In a letter, the retail veteran also criticised Myer’s chairman-elect Garry Hounsell for “his now-infamous letter” to shareholders which claimed that Premier had not named the two Premier independent directors and one external independent director it put forward join the Myer board to assist in turning the company around.
Lew claimed each nominee was discussed in detail at a meeting with Hounsell, with Premier nominating former Myer managing director Terry McCartney, former UBS MD Tim Antonie and current chief investment officer of Abacus Property Group Steven Sewell to address specific aspects identified by the veteran as critical to Myer’s turnaround.
McCartney is an independent, non-executive director of Premier, previously serving as MD of Myer Grace Bros where he “led year-on-year growth in profitability of Australia’s largest department store, the culmination of which was Myer delivering in FY2000 $3.67 billion in revenue, and $148 million in profit.”
Antonie “was put forward to assist the Myer board on its balance sheet issues, and to address its poor track record of value-destructive acquisitions such as Top Shop and Sass and Bide; while Sewell, formerly CEO of Federation Centres before the $12 billion merger of Federation Centres and Novion to form Vicinity Centres, was nominated because “there is no-one better able to assist the Myer board in dealing with its obvious property and lease liability issues than Mr Sewell.”
“Myer’s long-dated leases in non-performing centres are one of its key issues, and it currently lacks the experience and ability to address this issue at board level,” Lew said.
“Myer is simply waiting for leases to expire, but it needs a property management expert at board level to help it expedite a solution for the benefit of Myer shareholders.”
Premier also said it had named two directors to represent it on the Myer board, equalling a total of 20 per cent of a ten-member board, and named and proposed a further independent director not related to Premier in any way, in response to “the falsehood that Premier has requested 43 per cent of the seats on the Myer board.”
Seven point plan
Premier outlined its plans for Myer’s turnaround, beginning with the appointment of directors with retail experience to “return the business to sales and profit growth” and “address its poor acquisition track record, and stop it from repeating the mistakes of Top Shop and Sass and Bide, where clearly there was deficient due diligence and strategic thinking involved.”
The plan includes a focus on returning service levels ‘after Myer stripped back the hours of experienced staff on the shop floor’ and the closure of “the disastrous clearance floors,” dubbed “a blight on the Myer name.”
“Myer cannot get out of its troubles by becoming a second-hand store. The stock in the clearance floors should be written off as some of it is approximately 3 years old.”

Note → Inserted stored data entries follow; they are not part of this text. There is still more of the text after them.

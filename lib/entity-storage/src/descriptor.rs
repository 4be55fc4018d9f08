//! Record declarations and the entity descriptors built from them.
//!
//! A [`RecordDeclaration`] is the raw metadata attached to a record type
//! (normally produced by `#[derive(Entity)]`). [`EntityDescriptor::build`]
//! validates it and resolves every field to a [`ValueKind`]. Nothing here
//! inspects live values; the descriptor is all the SQL generator and the
//! resolvers ever see.

use std::collections::BTreeMap;

use crate::SchemaError;

/// Semantic kind of a field value.
#[derive(Debug, Clone, Copy, PartialEq, Eq, Hash)]
pub enum ValueKind {
    Integer,
    Long,
    Float,
    Double,
    Text,
    Boolean,
}

impl ValueKind {
    /// Resolve a declared Rust type name. `Option<T>` resolves as `T`.
    pub fn from_type_name(type_name: &str) -> Option<Self> {
        let compact: String = type_name.chars().filter(|c| !c.is_whitespace()).collect();
        let inner = compact
            .strip_prefix("Option<")
            .and_then(|s| s.strip_suffix('>'))
            .unwrap_or(&compact);
        let inner = inner.rsplit("::").next().unwrap_or(inner);

        match inner {
            "i8" | "i16" | "i32" | "u8" | "u16" => Some(ValueKind::Integer),
            "i64" | "u32" | "isize" => Some(ValueKind::Long),
            "f32" => Some(ValueKind::Float),
            "f64" => Some(ValueKind::Double),
            "String" | "str" => Some(ValueKind::Text),
            "bool" => Some(ValueKind::Boolean),
            _ => None,
        }
    }

    /// The storage column type for this kind.
    pub fn column_type(self) -> &'static str {
        match self {
            ValueKind::Integer | ValueKind::Long => "INTEGER",
            ValueKind::Float | ValueKind::Double => "REAL",
            ValueKind::Text => "TEXT",
            ValueKind::Boolean => "BOOLEAN",
        }
    }

    pub fn is_integer(self) -> bool {
        matches!(self, ValueKind::Integer | ValueKind::Long)
    }
}

/// Table-level metadata declared on a record type.
#[derive(Debug, Clone, Default, PartialEq, Eq)]
pub struct EntityAttributes {
    /// Explicit table name; the lower-cased type name is used when absent.
    pub table: Option<String>,
    pub unique_groups: Vec<Vec<String>>,
}

/// A declared field before validation.
#[derive(Debug, Clone, PartialEq, Eq)]
pub struct FieldDeclaration {
    pub name: String,
    pub type_name: String,
    pub primary_key: bool,
    pub auto_increment: bool,
}

impl FieldDeclaration {
    pub fn new(name: impl Into<String>, type_name: impl Into<String>) -> Self {
        Self {
            name: name.into(),
            type_name: type_name.into(),
            primary_key: false,
            auto_increment: false,
        }
    }

    pub fn primary_key(mut self, primary_key: bool) -> Self {
        self.primary_key = primary_key;
        self
    }

    pub fn auto_increment(mut self, auto_increment: bool) -> Self {
        self.auto_increment = auto_increment;
        self
    }
}

/// Everything declared on a record type.
///
/// `entity` is `None` when the type carries no entity metadata at all.
#[derive(Debug, Clone, PartialEq, Eq)]
pub struct RecordDeclaration {
    pub type_name: String,
    pub entity: Option<EntityAttributes>,
    pub fields: Vec<FieldDeclaration>,
}

impl RecordDeclaration {
    pub fn new(type_name: impl Into<String>) -> Self {
        Self {
            type_name: type_name.into(),
            entity: None,
            fields: Vec::new(),
        }
    }

    /// Mark the declaration as an entity, optionally naming its table.
    pub fn entity(mut self, table: Option<&str>) -> Self {
        let attrs = self.entity.get_or_insert_with(EntityAttributes::default);
        attrs.table = table.map(str::to_string);
        self
    }

    /// Add a unique group. Marks the declaration as an entity.
    pub fn unique<I, S>(mut self, fields: I) -> Self
    where
        I: IntoIterator<Item = S>,
        S: Into<String>,
    {
        self.entity
            .get_or_insert_with(EntityAttributes::default)
            .unique_groups
            .push(fields.into_iter().map(Into::into).collect());
        self
    }

    pub fn field(mut self, field: FieldDeclaration) -> Self {
        self.fields.push(field);
        self
    }
}

#[derive(Debug, Clone, PartialEq, Eq)]
pub struct FieldDescriptor {
    pub name: String,
    pub kind: ValueKind,
    pub primary_key: bool,
    pub auto_increment: bool,
}

/// Validated metadata for one record type.
///
/// Fields are kept in a `BTreeMap`, so iteration is always in
/// lexicographic field-name order. Generated column lists rely on that.
#[derive(Debug, Clone, PartialEq, Eq)]
pub struct EntityDescriptor {
    pub name: String,
    pub table_name: String,
    pub fields: BTreeMap<String, FieldDescriptor>,
    pub unique_groups: Vec<Vec<String>>,
}

impl EntityDescriptor {
    pub fn build(declaration: &RecordDeclaration) -> Result<Self, SchemaError> {
        let entity = &declaration.type_name;
        let attrs = declaration
            .entity
            .as_ref()
            .ok_or_else(|| SchemaError::MissingEntityMetadata(entity.clone()))?;

        let table_name = match attrs.table.as_deref() {
            Some(table) if !table.trim().is_empty() => table.to_string(),
            _ => entity.to_lowercase(),
        };

        let mut fields = BTreeMap::new();
        for field in &declaration.fields {
            let kind = ValueKind::from_type_name(&field.type_name).ok_or_else(|| {
                SchemaError::UnsupportedFieldKind {
                    entity: entity.clone(),
                    field: field.name.clone(),
                    type_name: field.type_name.clone(),
                }
            })?;

            if field.auto_increment && !field.primary_key {
                return Err(SchemaError::AutoIncrementWithoutPrimaryKey {
                    entity: entity.clone(),
                    field: field.name.clone(),
                });
            }
            if field.auto_increment && !kind.is_integer() {
                return Err(SchemaError::AutoIncrementNotInteger {
                    entity: entity.clone(),
                    field: field.name.clone(),
                });
            }

            let descriptor = FieldDescriptor {
                name: field.name.clone(),
                kind,
                primary_key: field.primary_key,
                auto_increment: field.auto_increment,
            };
            if fields.insert(field.name.clone(), descriptor).is_some() {
                return Err(SchemaError::DuplicateField {
                    entity: entity.clone(),
                    field: field.name.clone(),
                });
            }
        }

        let keys = fields.values().filter(|f| f.primary_key).count();
        if let Some(field) = fields.values().find(|f| f.auto_increment && keys > 1) {
            return Err(SchemaError::AutoIncrementInCompositeKey {
                entity: entity.clone(),
                field: field.name.clone(),
            });
        }

        for group in &attrs.unique_groups {
            if group.is_empty() {
                return Err(SchemaError::EmptyUniqueGroup(entity.clone()));
            }
            if let Some(unknown) = group.iter().find(|f| !fields.contains_key(*f)) {
                return Err(SchemaError::UnknownUniqueField {
                    entity: entity.clone(),
                    field: unknown.clone(),
                });
            }
        }

        Ok(Self {
            name: entity.clone(),
            table_name,
            fields,
            unique_groups: attrs.unique_groups.clone(),
        })
    }

    /// Primary-key fields in sorted-name order.
    pub fn primary_key_fields(&self) -> impl Iterator<Item = &FieldDescriptor> {
        self.fields.values().filter(|f| f.primary_key)
    }

    /// Non-key fields in sorted-name order.
    pub fn value_fields(&self) -> impl Iterator<Item = &FieldDescriptor> {
        self.fields.values().filter(|f| !f.primary_key)
    }

    pub fn has_primary_key(&self) -> bool {
        self.fields.values().any(|f| f.primary_key)
    }

    /// Case-insensitive field lookup used when mapping result columns.
    pub fn field_for_column(&self, column: &str) -> Option<&FieldDescriptor> {
        self.fields.get(column).or_else(|| {
            self.fields
                .values()
                .find(|f| f.name.eq_ignore_ascii_case(column))
        })
    }
}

Lew also hit out at “the loss of talented retail executives” and said to “get rid of the consultants.”
“Consultants do not know retail, they know consulting. Myer needs retailers who know the business from the shop floor up, as well as experienced, solutions-focussed businesspeople who can tackle their key issues.”
“Hounsell might sneer at Premier’s so-called “rag trading mentality”, but the object of retail is to trade, not to stockpile old merchandise that no-one wants for years and then dump it on the market via “clearance floors”.
“Experienced retailers know what customers want because they listen to customers and deliver on their needs. They then know how to source that product from the leading manufacturers and how to range it profitably. If that’s “rag trading”, then so be it.”
Premier added the closure of non-performing locations should be accelerated but said “Myer simply lacks the nous at board level to find solutions with its landlords.”
Myer said the statements from Premier Investments “demonstrates their agenda of disrupting Myer at a critical time of year when our focus is on serving our customers through the busy trading period, and delivering on our new Myer strategy.”
“Nothing in today’s statement changes the fact that Premier Investments is one of Myer’s biggest competitors and suppliers. No one would expect Woolies to invite Coles onto its board,” said a spokesperson for the department store retailer.
“Myer directors urge shareholders to vote for all resolutions to ensure an independent, conflict free, Myer.”
Myer’s AGM will be held on November 24.